Semana da Comunicação debate o documentário sobre a morte de Luana Barbosa

Por Lucas Oliveira [1]

Edição por Nadini Lopes [2]

 

A palestra sobre o documentário “Eu Sou a Próxima” foi realizada no auditório do Campus Ana Rosa no período noturno do primeiro dia da Semana de Comunicação e trouxe Fernanda Gomes, membro do Coletivo Luana Barbosa. A palestrante falou sobre o documentário que conta a história da mulher negra, lésbica e moradora da periferia de Ribeirão Preto morta durante uma abordagem da polícia militar no ano de 2016.
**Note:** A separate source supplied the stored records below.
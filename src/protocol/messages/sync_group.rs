use std::collections::BTreeMap;
use std::io::{Cursor, Read, Write};

use super::{
    read_versioned_array, write_versioned_array, ReadVersionedError, ReadVersionedType,
    RequestBody, WriteVersionedError, WriteVersionedType,
};
use crate::protocol::{
    api_key::ApiKey,
    api_version::{ApiVersion, ApiVersionRange},
    error::Error as ApiError,
    primitives::{Array, Int16, Int32, NullableBytes, String_},
    traits::{ReadError, ReadType, WriteError, WriteType},
};

/// Payload of a sync-group `assignment` blob for the `consumer` protocol
/// type: the partitions handed to one member.
///
/// Topics are ordered, so equal assignments serialize identically.
#[derive(Debug, PartialEq, Eq, Clone, Default)]
pub struct ConsumerGroupMemberAssignment {
    pub version: i16,
    pub assignment: BTreeMap<String, Vec<i32>>,
    pub user_data: Option<Vec<u8>>,
}

impl ConsumerGroupMemberAssignment {
    pub fn to_bytes(&self) -> Result<Vec<u8>, WriteError> {
        let mut buf = vec![];
        Int16(self.version).write(&mut buf)?;
        let len = i32::try_from(self.assignment.len()).map_err(WriteError::Overflow)?;
        Int32(len).write(&mut buf)?;
        for (topic, partitions) in &self.assignment {
            String_(topic.clone()).write(&mut buf)?;
            Array(Some(partitions.iter().map(|p| Int32(*p)).collect())).write(&mut buf)?;
        }
        NullableBytes(self.user_data.clone()).write(&mut buf)?;
        Ok(buf)
    }

    pub fn from_bytes(raw: &[u8]) -> Result<Self, ReadError> {
        let mut cursor = Cursor::new(raw);
        let version = Int16::read(&mut cursor)?.0;

        let n_topics = Int32::read(&mut cursor)?.0;
        let n_topics = usize::try_from(n_topics).map_err(|e| ReadError::Malformed(Box::new(e)))?;
        let mut assignment = BTreeMap::new();
        for _ in 0..n_topics {
            let topic = String_::read(&mut cursor)?.0;
            let partitions = Array::<Int32>::read(&mut cursor)?
                .0
                .unwrap_or_default()
                .into_iter()
                .map(|p| p.0)
                .collect();
            assignment.insert(topic, partitions);
        }

        let user_data = NullableBytes::read(&mut cursor)?.0;
        Ok(Self {
            version,
            assignment,
            user_data,
        })
    }
}

#[derive(Debug, PartialEq, Eq, Clone)]
pub struct SyncGroupRequest {
    /// The group to sync.
    pub group_id: String_,

    /// The generation entered by the preceding join round.
    pub generation_id: Int32,

    /// The member syncing.
    pub member_id: String_,

    /// Per-member assignments; empty unless the member is the leader.
    pub assignments: Vec<SyncGroupRequestAssignment>,
}

impl RequestBody for SyncGroupRequest {
    type ResponseBody = SyncGroupResponse;

    const API_KEY: ApiKey = ApiKey::SyncGroup;

    const API_VERSION_RANGE: ApiVersionRange =
        ApiVersionRange::new(ApiVersion(Int16(0)), ApiVersion(Int16(0)));
}

impl<W> WriteVersionedType<W> for SyncGroupRequest
where
    W: Write,
{
    fn write_versioned(
        &self,
        writer: &mut W,
        version: ApiVersion,
    ) -> Result<(), WriteVersionedError> {
        assert_eq!(version.0 .0, 0);

        self.group_id.write(writer)?;
        self.generation_id.write(writer)?;
        self.member_id.write(writer)?;
        write_versioned_array(writer, version, Some(&self.assignments))
    }
}

impl<R> ReadVersionedType<R> for SyncGroupRequest
where
    R: Read,
{
    fn read_versioned(reader: &mut R, version: ApiVersion) -> Result<Self, ReadVersionedError> {
        assert_eq!(version.0 .0, 0);

        Ok(Self {
            group_id: String_::read(reader)?,
            generation_id: Int32::read(reader)?,
            member_id: String_::read(reader)?,
            assignments: read_versioned_array(reader, version)?.unwrap_or_default(),
        })
    }
}

#[derive(Debug, PartialEq, Eq, Clone)]
pub struct SyncGroupRequestAssignment {
    /// The member this assignment is for.
    pub member_id: String_,

    /// Serialized [`ConsumerGroupMemberAssignment`].
    pub assignment: NullableBytes,
}

impl<W> WriteVersionedType<W> for SyncGroupRequestAssignment
where
    W: Write,
{
    fn write_versioned(
        &self,
        writer: &mut W,
        _version: ApiVersion,
    ) -> Result<(), WriteVersionedError> {
        self.member_id.write(writer)?;
        self.assignment.write(writer)?;
        Ok(())
    }
}

impl<R> ReadVersionedType<R> for SyncGroupRequestAssignment
where
    R: Read,
{
    fn read_versioned(reader: &mut R, _version: ApiVersion) -> Result<Self, ReadVersionedError> {
        Ok(Self {
            member_id: String_::read(reader)?,
            assignment: NullableBytes::read(reader)?,
        })
    }
}

#[derive(Debug, PartialEq, Eq, Clone)]
pub struct SyncGroupResponse {
    /// The sync error, if any.
    pub error: Option<ApiError>,

    /// The requester's serialized [`ConsumerGroupMemberAssignment`].
    pub assignment: NullableBytes,
}

impl<R> ReadVersionedType<R> for SyncGroupResponse
where
    R: Read,
{
    fn read_versioned(reader: &mut R, version: ApiVersion) -> Result<Self, ReadVersionedError> {
        assert_eq!(version.0 .0, 0);

        Ok(Self {
            error: ApiError::new(Int16::read(reader)?.0),
            assignment: NullableBytes::read(reader)?,
        })
    }
}

impl<W> WriteVersionedType<W> for SyncGroupResponse
where
    W: Write,
{
    fn write_versioned(
        &self,
        writer: &mut W,
        version: ApiVersion,
    ) -> Result<(), WriteVersionedError> {
        assert_eq!(version.0 .0, 0);

        Int16(self.error.map(|e| e.code()).unwrap_or_default()).write(writer)?;
        self.assignment.write(writer)?;
        Ok(())
    }
}

#[cfg(test)]
mod tests {
    use super::*;

    use crate::protocol::messages::test_versioned_roundtrip;

    #[test]
    fn test_assignment_roundtrip() {
        let assignment = ConsumerGroupMemberAssignment {
            version: 0,
            assignment: BTreeMap::from([
                ("colors".to_owned(), vec![0, 2]),
                ("shapes".to_owned(), vec![1]),
            ]),
            user_data: None,
        };
        let raw = assignment.to_bytes().unwrap();
        assert_eq!(
            ConsumerGroupMemberAssignment::from_bytes(&raw).unwrap(),
            assignment
        );
    }

    #[test]
    fn test_assignment_serialization_is_stable() {
        let a = ConsumerGroupMemberAssignment {
            version: 0,
            assignment: BTreeMap::from([
                ("b".to_owned(), vec![1]),
                ("a".to_owned(), vec![0]),
            ]),
            user_data: None,
        };
        let b = ConsumerGroupMemberAssignment {
            version: 0,
            assignment: BTreeMap::from([
                ("a".to_owned(), vec![0]),
                ("b".to_owned(), vec![1]),
            ]),
            user_data: None,
        };
        assert_eq!(a.to_bytes().unwrap(), b.to_bytes().unwrap());
    }

    #[test]
    fn test_request_roundtrip() {
        let assignment = ConsumerGroupMemberAssignment {
            version: 0,
            assignment: BTreeMap::from([("colors".to_owned(), vec![0, 1])]),
            user_data: None,
        };

        test_versioned_roundtrip(
            SyncGroupRequest {
                group_id: String_("workers".to_owned()),
                generation_id: Int32(3),
                member_id: String_("member-a".to_owned()),
                assignments: vec![SyncGroupRequestAssignment {
                    member_id: String_("member-a".to_owned()),
                    assignment: NullableBytes(Some(assignment.to_bytes().unwrap())),
                }],
            },
            ApiVersion(Int16(0)),
        );
    }

    #[test]
    fn test_response_roundtrip() {
        test_versioned_roundtrip(
            SyncGroupResponse {
                error: Some(ApiError::RebalanceInProgress),
                assignment: NullableBytes(None),
            },
            ApiVersion(Int16(0)),
        );
    }
}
Luana Barbosa foi abordada por três policiais militares quando levava o filho para um curso em Ribeirão Preto, nesse momento a jovem pediu para que a revista fosse feita por uma policial mulher, porém teve seu pedido negado e acabou sendo agredida. Após cinco dias internada acabou falecendo com traumatismo craniano encefálico e isquemia cerebral.
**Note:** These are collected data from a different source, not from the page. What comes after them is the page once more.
use std::fmt::Debug;
use std::io::Cursor;

use crate::protocol::api_version::ApiVersion;

use super::{ReadVersionedType, WriteVersionedType};

/// Write `orig` at `version`, read it back, and require byte-exact
/// consumption plus structural equality.
pub(crate) fn test_versioned_roundtrip<T>(orig: T, version: ApiVersion)
where
    T: WriteVersionedType<Vec<u8>> + ReadVersionedType<Cursor<Vec<u8>>> + PartialEq + Debug,
{
    let mut buf = vec![];
    orig.write_versioned(&mut buf, version).unwrap();

    let len = buf.len() as u64;
    let mut cursor = Cursor::new(buf);
    let restored = T::read_versioned(&mut cursor, version).unwrap();

    assert_eq!(orig, restored);
    assert_eq!(cursor.position(), len);
}
use thiserror::Error;

use crate::connection;
use crate::messenger::RequestError;
use crate::protocol::error::Error as ApiError;
use crate::protocol::messages::{ReadVersionedError, WriteVersionedError};
use crate::protocol::traits::{ReadError, WriteError};

/// The error kinds surfaced by every public operation.
#[derive(Debug, Error)]
#[non_exhaustive]
pub enum Error {
    /// Malformed frames, unknown schemas, CRC mismatches. The offending
    /// connection is closed because its framing is suspect.
    #[error("Protocol error: {0}")]
    Protocol(String),

    /// Socket errors, unexpected EOF, write failures. The connection is
    /// replaced; retriable work is retried.
    #[error("Connection error: {0}")]
    Connection(String),

    /// An error code returned by a broker.
    #[error("Broker error: {0}")]
    Broker(ApiError),

    /// Invalid user input, raised synchronously at construction or connect.
    #[error("Configuration error: {0}")]
    Configuration(String),

    /// A compression codec seen on the wire without its decoder compiled in.
    #[error("Unsupported compression codec: {0}")]
    UnsupportedCompression(String),

    /// Group coordination failed beyond the retry budget.
    #[error("Group error: {0}")]
    Group(String),

    /// A structurally valid response that does not answer the question asked.
    #[error("Invalid response: {0}")]
    InvalidResponse(String),

    /// The operation's overall deadline elapsed.
    #[error("Operation timed out")]
    TimedOut,

    /// Value (de)serialization failed.
    #[error("Cannot (de)serialize payload: {0}")]
    Serialization(#[from] serde_json::Error),
}

pub type Result<T, E = Error> = std::result::Result<T, E>;

impl From<RequestError> for Error {
    fn from(e: RequestError) -> Self {
        match e {
            RequestError::Poisoned(reason) => Self::Connection(reason.to_string()),
            RequestError::IO(e) => Self::Connection(e.to_string()),
            RequestError::WriteMessageError(e) => Self::Connection(e.to_string()),
            RequestError::WriteError(WriteVersionedError::WriteError(
                WriteError::UnsupportedCompression { codec },
            )) => Self::UnsupportedCompression(codec.to_owned()),
            RequestError::WriteError(e) => Self::Protocol(e.to_string()),
            RequestError::ReadError(ReadVersionedError::ReadError(
                ReadError::UnsupportedCompression { codec },
            )) => Self::UnsupportedCompression(codec.to_owned()),
            RequestError::ReadError(e) => Self::Protocol(e.to_string()),
        }
    }
}

impl From<connection::Error> for Error {
    fn from(e: connection::Error) -> Self {
        match e {
            connection::Error::Metadata(e) => e.into(),
            other => Self::Connection(other.to_string()),
        }
    }
}

impl From<WriteError> for Error {
    fn from(e: WriteError) -> Self {
        match e {
            WriteError::UnsupportedCompression { codec } => {
                Self::UnsupportedCompression(codec.to_owned())
            }
            other => Self::Protocol(other.to_string()),
        }
    }
}

impl From<ReadError> for Error {
    fn from(e: ReadError) -> Self {
        match e {
            ReadError::UnsupportedCompression { codec } => {
                Self::UnsupportedCompression(codec.to_owned())
            }
            other => Self::Protocol(other.to_string()),
        }
    }
}
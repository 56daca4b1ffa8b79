use std::io::{Read, Write};

use super::{
    read_versioned_array, write_versioned_array, ReadVersionedError, ReadVersionedType,
    RequestBody, WriteVersionedError, WriteVersionedType,
};
use crate::protocol::{
    api_key::ApiKey,
    api_version::{ApiVersion, ApiVersionRange},
    error::Error as ApiError,
    primitives::{Array, Int16, Int32, Int64, String_},
    traits::{ReadType, WriteType},
};

/// Timestamp value asking for the very latest offset.
pub const OFFSET_END: Int64 = Int64(-1);

/// Timestamp value asking for the earliest available offset.
pub const OFFSET_BEGINNING: Int64 = Int64(-2);

#[derive(Debug, PartialEq, Eq, Clone)]
pub struct ListOffsetsRequest {
    /// The broker ID of the requester, -1 for a normal consumer.
    pub replica_id: Int32,

    /// Each topic to list offsets for.
    pub topics: Vec<ListOffsetsRequestTopic>,
}

impl RequestBody for ListOffsetsRequest {
    type ResponseBody = ListOffsetsResponse;

    const API_KEY: ApiKey = ApiKey::ListOffsets;

    const API_VERSION_RANGE: ApiVersionRange =
        ApiVersionRange::new(ApiVersion(Int16(0)), ApiVersion(Int16(0)));
}

impl<W> WriteVersionedType<W> for ListOffsetsRequest
where
    W: Write,
{
    fn write_versioned(
        &self,
        writer: &mut W,
        version: ApiVersion,
    ) -> Result<(), WriteVersionedError> {
        assert_eq!(version.0 .0, 0);

        self.replica_id.write(writer)?;
        write_versioned_array(writer, version, Some(&self.topics))
    }
}

impl<R> ReadVersionedType<R> for ListOffsetsRequest
where
    R: Read,
{
    fn read_versioned(reader: &mut R, version: ApiVersion) -> Result<Self, ReadVersionedError> {
        assert_eq!(version.0 .0, 0);

        Ok(Self {
            replica_id: Int32::read(reader)?,
            topics: read_versioned_array(reader, version)?.unwrap_or_default(),
        })
    }
}

#[derive(Debug, PartialEq, Eq, Clone)]
pub struct ListOffsetsRequestTopic {
    /// The topic name.
    pub name: String_,

    /// Each partition to list offsets for.
    pub partitions: Vec<ListOffsetsRequestPartition>,
}

impl<W> WriteVersionedType<W> for ListOffsetsRequestTopic
where
    W: Write,
{
    fn write_versioned(
        &self,
        writer: &mut W,
        version: ApiVersion,
    ) -> Result<(), WriteVersionedError> {
        self.name.write(writer)?;
        write_versioned_array(writer, version, Some(&self.partitions))
    }
}

impl<R> ReadVersionedType<R> for ListOffsetsRequestTopic
where
    R: Read,
{
    fn read_versioned(reader: &mut R, version: ApiVersion) -> Result<Self, ReadVersionedError> {
        Ok(Self {
            name: String_::read(reader)?,
            partitions: read_versioned_array(reader, version)?.unwrap_or_default(),
        })
    }
}

#[derive(Debug, PartialEq, Eq, Clone)]
pub struct ListOffsetsRequestPartition {
    /// The partition index.
    pub partition_index: Int32,

    /// Epoch milliseconds, or [`OFFSET_END`] / [`OFFSET_BEGINNING`].
    pub timestamp: Int64,

    /// The maximum number of offsets to report.
    pub max_num_offsets: Int32,
}

impl<W> WriteVersionedType<W> for ListOffsetsRequestPartition
where
    W: Write,
{
    fn write_versioned(
        &self,
        writer: &mut W,
        _version: ApiVersion,
    ) -> Result<(), WriteVersionedError> {
        self.partition_index.write(writer)?;
        self.timestamp.write(writer)?;
        self.max_num_offsets.write(writer)?;
        Ok(())
    }
}

impl<R> ReadVersionedType<R> for ListOffsetsRequestPartition
where
    R: Read,
{
    fn read_versioned(reader: &mut R, _version: ApiVersion) -> Result<Self, ReadVersionedError> {
        Ok(Self {
            partition_index: Int32::read(reader)?,
            timestamp: Int64::read(reader)?,
            max_num_offsets: Int32::read(reader)?,
        })
    }
}

#[derive(Debug, PartialEq, Eq, Clone)]
pub struct ListOffsetsResponse {
    /// Results per topic.
    pub topics: Vec<ListOffsetsResponseTopic>,
}

impl<R> ReadVersionedType<R> for ListOffsetsResponse
where
    R: Read,
{
    fn read_versioned(reader: &mut R, version: ApiVersion) -> Result<Self, ReadVersionedError> {
        assert_eq!(version.0 .0, 0);

        Ok(Self {
            topics: read_versioned_array(reader, version)?.unwrap_or_default(),
        })
    }
}

impl<W> WriteVersionedType<W> for ListOffsetsResponse
where
    W: Write,
{
    fn write_versioned(
        &self,
        writer: &mut W,
        version: ApiVersion,
    ) -> Result<(), WriteVersionedError> {
        assert_eq!(version.0 .0, 0);
        write_versioned_array(writer, version, Some(&self.topics))
    }
}

#[derive(Debug, PartialEq, Eq, Clone)]
pub struct ListOffsetsResponseTopic {
    /// The topic name.
    pub name: String_,

    /// Results per partition.
    pub partitions: Vec<ListOffsetsResponsePartition>,
}

impl<R> ReadVersionedType<R> for ListOffsetsResponseTopic
where
    R: Read,
{
    fn read_versioned(reader: &mut R, version: ApiVersion) -> Result<Self, ReadVersionedError> {
        Ok(Self {
            name: String_::read(reader)?,
            partitions: read_versioned_array(reader, version)?.unwrap_or_default(),
        })
    }
}

impl<W> WriteVersionedType<W> for ListOffsetsResponseTopic
where
    W: Write,
{
    fn write_versioned(
        &self,
        writer: &mut W,
        version: ApiVersion,
    ) -> Result<(), WriteVersionedError> {
        self.name.write(writer)?;
        write_versioned_array(writer, version, Some(&self.partitions))
    }
}

#[derive(Debug, PartialEq, Eq, Clone)]
pub struct ListOffsetsResponsePartition {
    /// The partition index.
    pub partition_index: Int32,

    /// The partition error, if any.
    pub error: Option<ApiError>,

    /// Offsets at or before the requested timestamp, newest first.
    pub offsets: Array<Int64>,
}

impl<R> ReadVersionedType<R> for ListOffsetsResponsePartition
where
    R: Read,
{
    fn read_versioned(reader: &mut R, _version: ApiVersion) -> Result<Self, ReadVersionedError> {
        Ok(Self {
            partition_index: Int32::read(reader)?,
            error: ApiError::new(Int16::read(reader)?.0),
            offsets: Array::read(reader)?,
        })
    }
}

impl<W> WriteVersionedType<W> for ListOffsetsResponsePartition
where
    W: Write,
{
    fn write_versioned(
        &self,
        writer: &mut W,
        _version: ApiVersion,
    ) -> Result<(), WriteVersionedError> {
        self.partition_index.write(writer)?;
        Int16(self.error.map(|e| e.code()).unwrap_or_default()).write(writer)?;
        self.offsets.write(writer)?;
        Ok(())
    }
}

#[cfg(test)]
mod tests {
    use super::*;

    use crate::protocol::messages::test_versioned_roundtrip;

    #[test]
    fn test_request_roundtrip() {
        test_versioned_roundtrip(
            ListOffsetsRequest {
                replica_id: Int32(-1),
                topics: vec![ListOffsetsRequestTopic {
                    name: String_("colors".to_owned()),
                    partitions: vec![ListOffsetsRequestPartition {
                        partition_index: Int32(0),
                        timestamp: OFFSET_BEGINNING,
                        max_num_offsets: Int32(1),
                    }],
                }],
            },
            ApiVersion(Int16(0)),
        );
    }

    #[test]
    fn test_response_roundtrip() {
        test_versioned_roundtrip(
            ListOffsetsResponse {
                topics: vec![ListOffsetsResponseTopic {
                    name: String_("colors".to_owned()),
                    partitions: vec![
                        ListOffsetsResponsePartition {
                            partition_index: Int32(0),
                            error: None,
                            offsets: Array(Some(vec![Int64(500)])),
                        },
                        ListOffsetsResponsePartition {
                            partition_index: Int32(1),
                            error: Some(ApiError::UnknownTopicOrPartition),
                            offsets: Array(Some(vec![])),
                        },
                    ],
                }],
            },
            ApiVersion(Int16(0)),
        );
    }
}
De acordo com informações do portal G1, a Justiça Militar do Estado de São Paulo (JMSP), emitiu uma nota informando que o Ministério Público considerou que não houve indícios de crime militar. A promotora Robinete Le Fosse pediu o arquivamento do caso pela total ausência de materialidade delitiva. Entretanto o Tribunal de Justiça de São Paulo (TJSP) determinou a reabertura das investigações na esfera civil do caso de Luana.

O documentário é uma homenagem para a jovem e o grupo relata violências verbais e físicas contra essa classe, que vem buscando mais visibilidade pública do Estado. A produção foi feita com base nos relatos de mulheres lésbicas, bissexuais e negras que sofreram algum tipo de agressão, mas principalmente, o sexual.

A produção foi realizada por um grupo de nove mulheres, entre elas, Fernanda Gomes de Almeida, que se fez presente na palestra e parabenizou o FIAM FAAM Centro Universitário pela iniciativa. “Ter uma professora aqui nessa faculdade com um núcleo negro de estudo é um passo muito grande”, comenta.

O aluno Breno Magalhães Lopes Joaquino do curso de jornalismo relatou que já presenciou diversos preconceitos. “Quando eu trabalhava tinha um rapaz homossexual que perguntou uma informação e não quiseram responde-lo”, conta.

O evento foi mediado pela professora Maria Lúcia da Silva, que abrange o corpo docente do FIAM FAAM e coordena o Núcleo de Estudos Étnico-raciais (NERA).

[1] Aluno do segundo semestre do curso de Jornalismo e monitor da Agência Integrada de Comunicação (AICom).

[2] Professora do curso de Jornalismo do FIAMFAAM Centro Universitário. Atua na Agência Integrada de Comunicação.